* _What needs to be done_
Search the data below for the word "DatabaseHandle" and report how many lines contain it, with no added words.

======== Working data ========

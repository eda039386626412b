//! Types shared by every hearth crate: identifiers, domain entities, the
//! real-time wire protocol and permission resolution.

pub mod constants;
pub mod diff;
pub mod error;
pub mod models;
pub mod permissions;
pub mod protocol;
pub mod types;

pub use error::{HearthError, ProtocolError, Result};
//! Headless hearth client: keeps a local replica of the account in sync and
//! logs what happens until interrupted.
//!
//! The session token comes from the local credential store, or from
//! `HEARTH_TOKEN` on first run.

use std::sync::Arc;

use anyhow::Context;
use tracing::{info, warn};

use hearth_client::{init_tracing, ClientConfig, ClientEvent, Collaborators, Session};
use hearth_net::{ApiClient, FileStorage, HttpApi, HttpFileStorage, WsGateway};
use hearth_shared::constants::APP_NAME;
use hearth_store::{Database, DatabaseHandle, Persister, StoreHandle, TokenStore};

#[tokio::main]
async fn main() -> anyhow::Result<()> {
    // -----------------------------------------------------------------------
    // 1. Tracing and configuration
    // -----------------------------------------------------------------------
    init_tracing();
    info!("Starting {} v{}", APP_NAME, env!("CARGO_PKG_VERSION"));

    let config = ClientConfig::from_env();
    info!(?config, "Loaded configuration");

    // -----------------------------------------------------------------------
    // 2. Local state
    // -----------------------------------------------------------------------
    let db = match &config.data_dir {
        Some(dir) => Database::open_in(dir),
        None => Database::open_default(),
    }
    .context("failed to open local database")?;
    if let Some(path) = db.path() {
        info!(path = %path.display(), "Opened local database");
    }

    let store = StoreHandle::new(db.load_store());
    let db = DatabaseHandle::new(db);
    let (persister, persist_task) =
        Persister::spawn(db.clone(), store.clone(), config.persist_debounce());

    // -----------------------------------------------------------------------
    // 3. Collaborators
    // -----------------------------------------------------------------------
    let api = Arc::new(HttpApi::new(&config.api_url));
    let files: Option<Arc<dyn FileStorage>> = match api.fetch_info().await {
        Ok(info) => match HttpFileStorage::from_info(&info) {
            Ok(storage) => Some(Arc::new(storage)),
            Err(e) => {
                warn!(error = %e, "File storage unavailable, attachments disabled");
                None
            }
        },
        Err(e) => {
            warn!(error = %e, "Could not reach API, attachments disabled");
            None
        }
    };

    let tokens: Arc<dyn TokenStore> = Arc::new(db.clone());
    let session = Session::new(
        config,
        store,
        Some(persister.clone()),
        Collaborators {
            api,
            gateway: Arc::new(WsGateway),
            files,
            tokens,
        },
    );

    // -----------------------------------------------------------------------
    // 4. Run until interrupted
    // -----------------------------------------------------------------------
    let mut events = session.subscribe();
    match std::env::var("HEARTH_TOKEN") {
        Ok(token) if !token.is_empty() => session.sign_in(&token).await?,
        _ => session
            .resume()
            .await
            .context("no stored session; set HEARTH_TOKEN to sign in")?,
    }

    loop {
        tokio::select! {
            _ = tokio::signal::ctrl_c() => {
                info!("Interrupted, shutting down");
                break;
            }
            event = events.recv() => match event {
                Ok(ClientEvent::StateChanged(state)) => info!(%state, "Connection state"),
                Ok(ClientEvent::StoreUpdated { channel }) => {
                    tracing::debug!(channel = ?channel, "Store updated");
                }
                Ok(ClientEvent::MessageFailed { channel, nonce, error }) => {
                    warn!(%channel, %nonce, %error, "Message failed");
                }
                Ok(ClientEvent::SignedOut) => {
                    info!("Session ended");
                    break;
                }
                Err(tokio::sync::broadcast::error::RecvError::Lagged(n)) => {
                    warn!(skipped = n, "Event listener lagged");
                }
                Err(tokio::sync::broadcast::error::RecvError::Closed) => break,
            },
        }
    }

    // -----------------------------------------------------------------------
    // 5. Shutdown
    // -----------------------------------------------------------------------
    session.stop().await;
    persister.flush().await.context("failed to write store")?;
    persister.shutdown().await;
    let _ = persist_task.await;

    Ok(())
}
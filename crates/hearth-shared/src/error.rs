use thiserror::Error;

#[derive(Error, Debug)]
pub enum HearthError {
    #[error("Protocol error: {0}")]
    Protocol(#[from] ProtocolError),

    #[error("Serialization error: {0}")]
    Serialization(#[from] serde_json::Error),
}

#[derive(Error, Debug)]
pub enum ProtocolError {
    #[error("Malformed event: {0}")]
    MalformedEvent(#[source] serde_json::Error),

    #[error("Event is not a JSON object")]
    NotAnObject,

    #[error("Event has no type discriminator")]
    MissingType,
}

pub type Result<T> = std::result::Result<T, HearthError>;
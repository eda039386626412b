//! v001 -- Entity snapshot table.
//!
//! Each top-level store collection is one row holding a JSON array.

use rusqlite::Connection;

const UP_SQL: &str = r#"
CREATE TABLE IF NOT EXISTS collections (
    name       TEXT PRIMARY KEY NOT NULL,   -- collection name, e.g. "users"
    json       TEXT NOT NULL,               -- serialized collection
    updated_at TEXT NOT NULL                -- RFC-3339
);
"#;

pub fn up(conn: &Connection) -> Result<(), rusqlite::Error> {
    conn.execute_batch(UP_SQL)
}
/// Apply one event to the store.
pub fn apply_event(store: &mut EntityStore, event: ServerEvent) -> Change {
    match event {
        // Control frames are handled by the session.
        ServerEvent::Error { .. }
        | ServerEvent::Authenticated
        | ServerEvent::InvalidSession
        | ServerEvent::Logout
        | ServerEvent::Pong { .. } => Change::None,

        ServerEvent::Bulk { v } => {
            let mut change = Change::None;
            for child in v {
                match ServerEvent::from_value(child) {
                    Ok(event) => change = change.merge(apply_event(store, event)),
                    Err(e) => warn!(error = %e, "dropping malformed bulk child"),
                }
            }
            change
        }

        ServerEvent::Ready(ready) => {
            seed_ready(store, ready);
            Change::Store
        }

        // ---- Messages ----
        ServerEvent::Message(message) => on_message(store, message),

        ServerEvent::MessageUpdate {
            id,
            channel,
            data,
            clear,
        } => match store.message_mut(&id) {
            Some(message) => {
                apply_diff(message, data, &clear);
                Change::Channel(channel)
            }
            None => Change::None,
        },

        ServerEvent::MessageAppend {
            id,
            channel,
            append,
        } => match store.message_mut(&id) {
            Some(message) => {
                message
                    .embeds
                    .get_or_insert_with(Vec::new)
                    .extend(append.embeds);
                Change::Channel(channel)
            }
            None => Change::None,
        },

        ServerEvent::MessageDelete { id, channel } => {
            store.delete_message(&channel, &id);
            Change::Channel(channel)
        }

        ServerEvent::BulkMessageDelete { channel, ids } => {
            for id in &ids {
                store.delete_message(&channel, id);
            }
            Change::Channel(channel)
        }

        ServerEvent::MessageReact {
            id,
            channel_id,
            user_id,
            emoji_id,
        } => match store.message_mut(&id) {
            Some(message) => {
                message.add_reaction(emoji_id, user_id);
                Change::Channel(channel_id)
            }
            None => Change::None,
        },

        ServerEvent::MessageUnreact {
            id,
            channel_id,
            user_id,
            emoji_id,
        } => match store.message_mut(&id) {
            Some(message) => {
                message.remove_reaction(&emoji_id, &user_id);
                Change::Channel(channel_id)
            }
            None => Change::None,
        },

        ServerEvent::MessageRemoveReaction {
            id,
            channel_id,
            emoji_id,
        } => match store.message_mut(&id) {
            Some(message) => {
                message.clear_reaction(&emoji_id);
                Change::Channel(channel_id)
            }
            None => Change::None,
        },

        // ---- Channels ----
        ServerEvent::ChannelCreate(channel) => on_channel_create(store, channel),

        ServerEvent::ChannelUpdate { id, data, clear } => match store.channel_mut(&id) {
            Some(channel) => {
                apply_diff(channel, data, &clear);
                Change::Channel(id)
            }
            None => Change::None,
        },

        ServerEvent::ChannelDelete { id } => match store.delete_channel(&id) {
            Some(_) => Change::Store,
            None => Change::None,
        },

        ServerEvent::ChannelGroupJoin { id, user } => {
            if let Some(Channel::Group(group)) = store.channel_mut(&id) {
                if !group.recipients.contains(&user) {
                    group.recipients.push(user);
                }
                return Change::Channel(id);
            }
            Change::None
        }

        ServerEvent::ChannelGroupLeave { id, user } => {
            if store.current_user_id() == Some(&user) {
                store.delete_channel(&id);
                return Change::Store;
            }
            if let Some(Channel::Group(group)) = store.channel_mut(&id) {
                group.recipients.retain(|r| r != &user);
                return Change::Channel(id);
            }
            Change::None
        }

        ServerEvent::ChannelStartTyping { id, user } => {
            if store.start_typing(&id, user) {
                Change::Ephemeral(id)
            } else {
                Change::None
            }
        }

        ServerEvent::ChannelStopTyping { id, user } => {
            if store.stop_typing(&id, &user) {
                Change::Ephemeral(id)
            } else {
                Change::None
            }
        }

        ServerEvent::ChannelAck {
            id,
            user,
            message_id,
        } => {
            if store.ack(&id, &user, &message_id) {
                Change::Channel(id)
            } else {
                trace!(channel = %id, "ignoring stale ack");
                Change::None
            }
        }

        // ---- Servers ----
        ServerEvent::ServerCreate {
            id,
            server,
            channels,
            emojis,
        } => {
            if server.id != id {
                warn!(event_id = %id, server_id = %server.id, "ServerCreate id mismatch");
            }
            store.put_server(server);
            for channel in channels {
                let channel_id = channel.id().clone();
                if store.put_channel(channel) {
                    store.ensure_message_list(&channel_id);
                }
            }
            for emoji in emojis {
                store.put_emoji(emoji);
            }
            Change::Store
        }

        ServerEvent::ServerUpdate { id, data, clear } => match store.server_mut(&id) {
            Some(server) => {
                apply_diff(server, data, &clear);
                Change::Store
            }
            None => Change::None,
        },

        ServerEvent::ServerDelete { id } => match store.delete_server(&id) {
            Some(_) => Change::Store,
            None => Change::None,
        },

        ServerEvent::ServerMemberUpdate { id, data, clear } => match store.member_mut(&id) {
            Some(member) => {
                apply_diff(member, data, &clear);
                Change::Store
            }
            None => Change::None,
        },

        ServerEvent::ServerMemberJoin { id, user, member } => {
            let member = member.unwrap_or_else(|| fresh_member(id, user));
            if store.put_member(member) {
                Change::Store
            } else {
                Change::None
            }
        }

        ServerEvent::ServerMemberLeave { id, user } => {
            if store.current_user_id() == Some(&user) {
                store.delete_server(&id);
                return Change::Store;
            }
            match store.remove_member(&MemberId { server: id, user }) {
                Some(_) => Change::Store,
                None => Change::None,
            }
        }

        ServerEvent::ServerRoleUpdate {
            id,
            role_id,
            data,
            clear,
        } => {
            let Some(server) = store.server_mut(&id) else {
                return Change::None;
            };
            let roles = server.roles.get_or_insert_with(HashMap::new);
            match roles.entry(role_id) {
                Entry::Occupied(mut entry) => apply_diff(entry.get_mut(), data, &clear),
                Entry::Vacant(entry) => {
                    let role = entry.insert(Role::from_patch(RolePatch::default()));
                    apply_diff(role, data, &clear);
                }
            }
            Change::Store
        }

        ServerEvent::ServerRoleDelete { id, role_id } => {
            let removed = store
                .server_mut(&id)
                .and_then(|s| s.roles.as_mut())
                .and_then(|roles| roles.remove(&role_id));
            if removed.is_none() {
                return Change::None;
            }
            let channels: Vec<ChannelId> = store
                .channels_of_server(&id)
                .into_iter()
                .map(|c| c.id().clone())
                .collect();
            for channel in channels {
                if let Some(Channel::TextChannel(c) | Channel::VoiceChannel(c)) =
                    store.channel_mut(&channel)
                {
                    c.role_permissions.remove(&role_id);
                }
            }
            Change::Store
        }

        // ---- Users ----
        ServerEvent::UserUpdate { id, data, clear } => match store.user_mut(&id) {
            Some(user) => {
                apply_diff(user, data, &clear);
                Change::Store
            }
            None => Change::None,
        },

        ServerEvent::UserRelationship { id, mut user, status } => {
            if user.id != id {
                debug!(event_id = %id, user_id = %user.id, "relationship event for other id");
            }
            if let Some(status) = status {
                user.relationship = Some(status);
            }
            store.put_user(user);
            Change::Store
        }

        ServerEvent::UserPlatformWipe { user_id, .. } => {
            store.wipe_user(&user_id);
            Change::Store
        }

        // ---- Emojis and webhooks ----
        ServerEvent::EmojiCreate(emoji) => {
            store.put_emoji(emoji);
            Change::Store
        }

        ServerEvent::EmojiDelete { id } => match store.remove_emoji(&id) {
            Some(_) => Change::Store,
            None => Change::None,
        },

        ServerEvent::WebhookCreate(webhook) => {
            store.put_webhook(webhook);
            Change::Store
        }

        ServerEvent::WebhookUpdate { id, data, remove } => match store.webhook_mut(&id) {
            Some(webhook) => {
                apply_diff(webhook, data, &remove);
                Change::Store
            }
            None => Change::None,
        },

        ServerEvent::WebhookDelete { id } => match store.remove_webhook(&id) {
            Some(_) => Change::Store,
            None => Change::None,
        },
    }
}
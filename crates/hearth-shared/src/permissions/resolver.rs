//! Effective permission computation.
//!
//! Everything here is a pure function of the entities passed in. Callers look
//! the entities up; server-scoped channels cannot be resolved without their
//! server and the target's membership, which the signatures enforce.

use crate::models::{
    Channel, DirectMessage, GroupChannel, Member, RelationshipStatus, SavedMessages, Server,
    ServerChannel, User,
};

use super::bits::{Permissions, UserPermissions};

/// What one user may do towards another.
///
/// Relationship data on `target` is as seen by the signed-in account, which
/// is always `from` or the party `from` acts for.
pub fn resolve_user_permissions(from: &User, target: &User) -> UserPermissions {
    if from.privileged || from.id == target.id {
        return UserPermissions::all();
    }

    let mut permissions = match target.relationship() {
        RelationshipStatus::Blocked | RelationshipStatus::BlockedOther => UserPermissions::ACCESS,
        RelationshipStatus::Friend | RelationshipStatus::User => UserPermissions::all(),
        RelationshipStatus::Incoming | RelationshipStatus::Outgoing => {
            UserPermissions::ACCESS | UserPermissions::VIEW_PROFILE
        }
        RelationshipStatus::None => UserPermissions::empty(),
    };

    if from.is_bot() || target.is_bot() {
        permissions |= UserPermissions::SEND_MESSAGE;
    }

    permissions
}

/// Server-wide permissions of a member, before any channel overwrite.
pub fn resolve_server_permissions(user: &User, member: &Member, server: &Server) -> Permissions {
    if user.privileged || user.id == server.owner {
        return Permissions::all();
    }

    let mut permissions = server.default_permissions;
    for (_, role) in server.ranked_roles(member.role_ids()) {
        permissions = permissions.apply(role.overwrite);
    }

    if member.is_timed_out() {
        permissions &= Permissions::ALLOW_IN_TIMEOUT;
    }

    permissions
}

/// Everything needed to resolve one channel, split by scope.
#[derive(Debug, Clone, Copy)]
pub enum ChannelContext<'a> {
    SavedMessages(&'a SavedMessages),
    /// `other` is the second recipient, if known.
    DirectMessage {
        channel: &'a DirectMessage,
        other: Option<&'a User>,
    },
    Group(&'a GroupChannel),
    Server {
        channel: &'a ServerChannel,
        server: &'a Server,
        member: &'a Member,
    },
}

impl<'a> ChannelContext<'a> {
    /// Build the context for a DM-like channel. Server channels need
    /// [`ChannelContext::Server`] directly and yield `None` here.
    pub fn private(channel: &'a Channel, other: Option<&'a User>) -> Option<Self> {
        match channel {
            Channel::SavedMessages(c) => Some(Self::SavedMessages(c)),
            Channel::DirectMessage(c) => Some(Self::DirectMessage { channel: c, other }),
            Channel::Group(c) => Some(Self::Group(c)),
            Channel::TextChannel(_) | Channel::VoiceChannel(_) => None,
        }
    }
}

/// Effective permissions of `target` in a channel.
pub fn resolve_channel_permissions(target: &User, context: ChannelContext<'_>) -> Permissions {
    if target.privileged {
        return Permissions::all();
    }

    match context {
        ChannelContext::SavedMessages(channel) => resolve_saved_messages(target, channel),
        ChannelContext::DirectMessage { channel, other } => {
            resolve_direct_message(target, channel, other)
        }
        ChannelContext::Group(channel) => resolve_group(target, channel),
        ChannelContext::Server {
            channel,
            server,
            member,
        } => resolve_server_channel(target, member, channel, server),
    }
}

pub fn resolve_saved_messages(target: &User, channel: &SavedMessages) -> Permissions {
    if channel.user == target.id {
        Permissions::all()
    } else {
        Permissions::empty()
    }
}

pub fn resolve_direct_message(
    target: &User,
    channel: &DirectMessage,
    other: Option<&User>,
) -> Permissions {
    if !channel.recipients.contains(&target.id) {
        return Permissions::empty();
    }

    let can_message = other.is_some_and(|other| {
        resolve_user_permissions(target, other).contains(UserPermissions::SEND_MESSAGE)
    });

    if can_message {
        Permissions::DEFAULT_DIRECT_MESSAGE
    } else {
        Permissions::VIEW_ONLY
    }
}

pub fn resolve_group(target: &User, channel: &GroupChannel) -> Permissions {
    if channel.owner == target.id {
        Permissions::all()
    } else if channel.recipients.contains(&target.id) {
        Permissions::VIEW_ONLY | channel.permissions.unwrap_or_default()
    } else {
        Permissions::empty()
    }
}

/// Text and voice channels: server permissions, then the channel default
/// overwrite, then role overwrites in rank order (lowest rank last). A
/// result without `VIEW_CHANNEL` is empty.
pub fn resolve_server_channel(
    target: &User,
    member: &Member,
    channel: &ServerChannel,
    server: &Server,
) -> Permissions {
    if target.privileged || server.owner == target.id {
        return Permissions::all();
    }

    let mut permissions = resolve_server_permissions(target, member, server);

    if let Some(default) = channel.default_permissions {
        permissions = permissions.apply(default);
    }

    for (role_id, _) in server.ranked_roles(member.role_ids()) {
        if let Some(overwrite) = channel.role_permissions.get(role_id) {
            permissions = permissions.apply(*overwrite);
        }
    }

    if member.is_timed_out() {
        permissions &= Permissions::ALLOW_IN_TIMEOUT;
    }

    if !permissions.contains(Permissions::VIEW_CHANNEL) {
        return Permissions::empty();
    }

    permissions
}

========

* _Solution to this problem_
2